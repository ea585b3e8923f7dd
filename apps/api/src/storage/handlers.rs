//! Axum route handlers for the Storage API.

use std::time::Duration;

use aws_sdk_s3::error::DisplayErrorContext;
use aws_sdk_s3::presigning::PresigningConfig;
use aws_sdk_s3::primitives::{DateTime, DateTimeFormat};
use axum::{
    extract::{Query, State},
    Json,
};
use chrono::Utc;
use serde::{Deserialize, Serialize};
use tracing::info;
use uuid::Uuid;

use crate::errors::AppError;
use crate::state::AppState;
use crate::storage::{display_name, resume_key, sanitize_file_name, RESUME_PREFIX};

// ────────────────────────────────────────────────────────────────────────────
// Request / Response types
// ────────────────────────────────────────────────────────────────────────────

/// Both fields are optional at the extractor level so that a missing one
/// produces our JSON validation error rather than a plain-text rejection.
#[derive(Debug, Deserialize)]
pub struct PresignQuery {
    pub filename: Option<String>,
    pub content_type: Option<String>,
}

#[derive(Debug, Serialize, Deserialize)]
pub struct PresignResponse {
    pub url: String,
    pub key: String,
    pub bucket: String,
}

#[derive(Debug, Serialize, Deserialize)]
pub struct StoredResume {
    pub key: String,
    pub file_name: String,
    pub size_bytes: i64,
    /// RFC 3339
    pub last_modified: Option<String>,
}

#[derive(Debug, Serialize, Deserialize)]
pub struct ResumeListResponse {
    pub resumes: Vec<StoredResume>,
}

// ────────────────────────────────────────────────────────────────────────────
// Handlers
// ────────────────────────────────────────────────────────────────────────────

/// GET /s3/presign?filename=&content_type=
///
/// Issues a presigned PUT for a new résumé object. The signature binds the
/// content type, so the client must send the same `Content-Type` header.
pub async fn handle_presign(
    State(state): State<AppState>,
    Query(query): Query<PresignQuery>,
) -> Result<Json<PresignResponse>, AppError> {
    let raw_name = query
        .filename
        .filter(|f| !f.trim().is_empty())
        .ok_or_else(|| AppError::Validation("filename is required".to_string()))?;
    let content_type = query
        .content_type
        .map(|c| c.trim().to_string())
        .filter(|c| !c.is_empty())
        .ok_or_else(|| AppError::Validation("content_type is required".to_string()))?;

    let file_name = sanitize_file_name(&raw_name).ok_or_else(|| {
        AppError::Validation(format!("filename '{raw_name}' has no usable characters"))
    })?;

    let bucket = state.config.s3_bucket.clone();
    let key = resume_key(&file_name, Uuid::new_v4(), Utc::now().date_naive());

    let presigning = PresigningConfig::expires_in(Duration::from_secs(state.config.presign_ttl_secs))
        .map_err(|e| AppError::Internal(e.into()))?;

    let request = state
        .s3
        .put_object()
        .bucket(&bucket)
        .key(&key)
        .content_type(&content_type)
        .presigned(presigning)
        .await
        .map_err(|e| AppError::S3(DisplayErrorContext(&e).to_string()))?;

    info!("Presigned upload for s3://{bucket}/{key} ({content_type})");

    Ok(Json(PresignResponse {
        url: request.uri().to_string(),
        key,
        bucket,
    }))
}

/// GET /s3/resumes
///
/// Lists stored résumés, newest first.
pub async fn handle_list_resumes(
    State(state): State<AppState>,
) -> Result<Json<ResumeListResponse>, AppError> {
    let bucket = &state.config.s3_bucket;
    let mut resumes = Vec::new();
    let mut continuation: Option<String> = None;

    loop {
        let page = state
            .s3
            .list_objects_v2()
            .bucket(bucket)
            .prefix(RESUME_PREFIX)
            .set_continuation_token(continuation.take())
            .send()
            .await
            .map_err(|e| AppError::S3(DisplayErrorContext(&e).to_string()))?;

        resumes.extend(page.contents().iter().filter_map(|object| {
            let key = object.key()?;
            let modified = object.last_modified().copied();
            Some((
                modified,
                StoredResume {
                    key: key.to_string(),
                    file_name: display_name(key),
                    size_bytes: object.size().unwrap_or_default(),
                    last_modified: modified.and_then(|t| t.fmt(DateTimeFormat::DateTime).ok()),
                },
            ))
        }));

        match page.next_continuation_token() {
            Some(token) if page.is_truncated().unwrap_or(false) => {
                continuation = Some(token.to_string());
            }
            _ => break,
        }
    }

    Ok(Json(ResumeListResponse {
        resumes: newest_first(resumes),
    }))
}

/// Orders on the storage timestamp itself; formatted strings drop or keep
/// fractional seconds and do not sort chronologically.
fn newest_first(mut listed: Vec<(Option<DateTime>, StoredResume)>) -> Vec<StoredResume> {
    listed.sort_by_key(|(modified, _)| {
        std::cmp::Reverse(modified.map(|t| (t.secs(), t.subsec_nanos())))
    });
    listed.into_iter().map(|(_, resume)| resume).collect()
}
# # # #
DIRECTIONS FOR THIS TASK: Your answer should be one number: how many lines of the material include the word "PresignResponse".

SOLUTION TO THE PROBLEM: 3